Input records
★ ★ ★

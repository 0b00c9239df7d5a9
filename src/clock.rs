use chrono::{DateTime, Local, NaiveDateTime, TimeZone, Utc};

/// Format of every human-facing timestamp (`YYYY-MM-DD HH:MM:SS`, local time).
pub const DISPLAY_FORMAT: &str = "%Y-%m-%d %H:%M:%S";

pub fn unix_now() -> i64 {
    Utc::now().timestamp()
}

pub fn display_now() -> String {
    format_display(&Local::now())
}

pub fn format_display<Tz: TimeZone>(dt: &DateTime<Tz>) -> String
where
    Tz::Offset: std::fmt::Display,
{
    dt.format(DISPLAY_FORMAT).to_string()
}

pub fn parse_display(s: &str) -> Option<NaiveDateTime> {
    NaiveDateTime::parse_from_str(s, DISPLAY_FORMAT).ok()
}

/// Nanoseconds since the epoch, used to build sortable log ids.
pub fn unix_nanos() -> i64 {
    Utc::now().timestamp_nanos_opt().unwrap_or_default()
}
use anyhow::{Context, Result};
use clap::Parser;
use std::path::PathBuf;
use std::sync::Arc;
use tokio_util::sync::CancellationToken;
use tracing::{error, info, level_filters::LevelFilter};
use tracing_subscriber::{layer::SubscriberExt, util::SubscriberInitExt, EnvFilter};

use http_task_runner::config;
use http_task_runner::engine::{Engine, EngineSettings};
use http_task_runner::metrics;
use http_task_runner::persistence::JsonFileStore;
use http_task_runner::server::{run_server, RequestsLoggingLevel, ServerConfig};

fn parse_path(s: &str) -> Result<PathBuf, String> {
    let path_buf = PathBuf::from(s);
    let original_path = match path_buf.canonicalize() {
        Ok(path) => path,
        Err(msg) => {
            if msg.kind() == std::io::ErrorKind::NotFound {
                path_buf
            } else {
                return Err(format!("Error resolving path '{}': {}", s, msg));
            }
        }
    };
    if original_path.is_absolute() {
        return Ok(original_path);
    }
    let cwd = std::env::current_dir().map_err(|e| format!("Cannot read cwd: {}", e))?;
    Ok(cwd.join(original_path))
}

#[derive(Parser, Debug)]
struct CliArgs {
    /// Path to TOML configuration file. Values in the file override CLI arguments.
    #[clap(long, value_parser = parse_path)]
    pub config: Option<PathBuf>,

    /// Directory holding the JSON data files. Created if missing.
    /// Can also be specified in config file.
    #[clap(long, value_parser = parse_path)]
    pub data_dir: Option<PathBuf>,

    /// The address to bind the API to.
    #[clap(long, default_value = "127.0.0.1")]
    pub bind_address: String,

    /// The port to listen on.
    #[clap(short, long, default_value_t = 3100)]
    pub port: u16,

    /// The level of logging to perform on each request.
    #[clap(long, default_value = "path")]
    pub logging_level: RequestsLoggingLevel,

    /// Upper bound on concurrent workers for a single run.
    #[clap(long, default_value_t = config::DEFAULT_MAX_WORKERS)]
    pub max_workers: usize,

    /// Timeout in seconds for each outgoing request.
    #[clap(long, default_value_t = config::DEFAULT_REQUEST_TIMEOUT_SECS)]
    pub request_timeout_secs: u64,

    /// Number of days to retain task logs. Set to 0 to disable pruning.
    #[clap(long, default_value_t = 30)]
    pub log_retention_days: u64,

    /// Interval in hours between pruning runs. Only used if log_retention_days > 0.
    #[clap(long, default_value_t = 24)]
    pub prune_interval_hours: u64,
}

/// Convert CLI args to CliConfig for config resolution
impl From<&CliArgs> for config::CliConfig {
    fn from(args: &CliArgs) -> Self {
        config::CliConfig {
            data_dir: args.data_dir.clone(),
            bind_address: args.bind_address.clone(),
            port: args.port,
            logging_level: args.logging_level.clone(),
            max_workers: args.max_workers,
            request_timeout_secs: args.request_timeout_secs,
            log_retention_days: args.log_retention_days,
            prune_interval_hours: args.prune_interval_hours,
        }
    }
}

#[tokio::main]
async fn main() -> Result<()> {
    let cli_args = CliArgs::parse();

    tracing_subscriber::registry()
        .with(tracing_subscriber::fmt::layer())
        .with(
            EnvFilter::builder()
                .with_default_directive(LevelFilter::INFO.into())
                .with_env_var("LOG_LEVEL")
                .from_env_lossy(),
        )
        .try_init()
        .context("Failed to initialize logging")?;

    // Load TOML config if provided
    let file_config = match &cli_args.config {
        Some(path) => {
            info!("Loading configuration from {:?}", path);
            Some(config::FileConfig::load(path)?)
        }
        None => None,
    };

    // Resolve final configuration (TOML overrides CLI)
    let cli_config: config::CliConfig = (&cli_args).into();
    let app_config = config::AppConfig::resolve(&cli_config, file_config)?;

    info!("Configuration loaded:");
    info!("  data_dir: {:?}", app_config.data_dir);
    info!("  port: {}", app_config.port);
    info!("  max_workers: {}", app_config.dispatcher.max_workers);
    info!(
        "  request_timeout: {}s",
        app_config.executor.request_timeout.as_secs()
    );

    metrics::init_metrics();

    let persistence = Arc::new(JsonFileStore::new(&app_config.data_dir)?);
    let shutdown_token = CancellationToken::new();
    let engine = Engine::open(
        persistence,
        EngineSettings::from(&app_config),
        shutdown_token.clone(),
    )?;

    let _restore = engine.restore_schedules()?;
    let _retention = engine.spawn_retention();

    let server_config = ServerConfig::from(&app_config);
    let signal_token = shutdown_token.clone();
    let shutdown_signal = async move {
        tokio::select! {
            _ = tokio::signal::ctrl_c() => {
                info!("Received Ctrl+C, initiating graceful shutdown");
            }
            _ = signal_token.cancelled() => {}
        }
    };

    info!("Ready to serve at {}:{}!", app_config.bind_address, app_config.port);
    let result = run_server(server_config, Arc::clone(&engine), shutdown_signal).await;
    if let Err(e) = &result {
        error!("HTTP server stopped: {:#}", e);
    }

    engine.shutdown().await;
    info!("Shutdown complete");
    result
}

★ ★ ★

What is needed
Could you report how many lines of the listing contain the word "clone"? Only the number is needed.

Task solution
6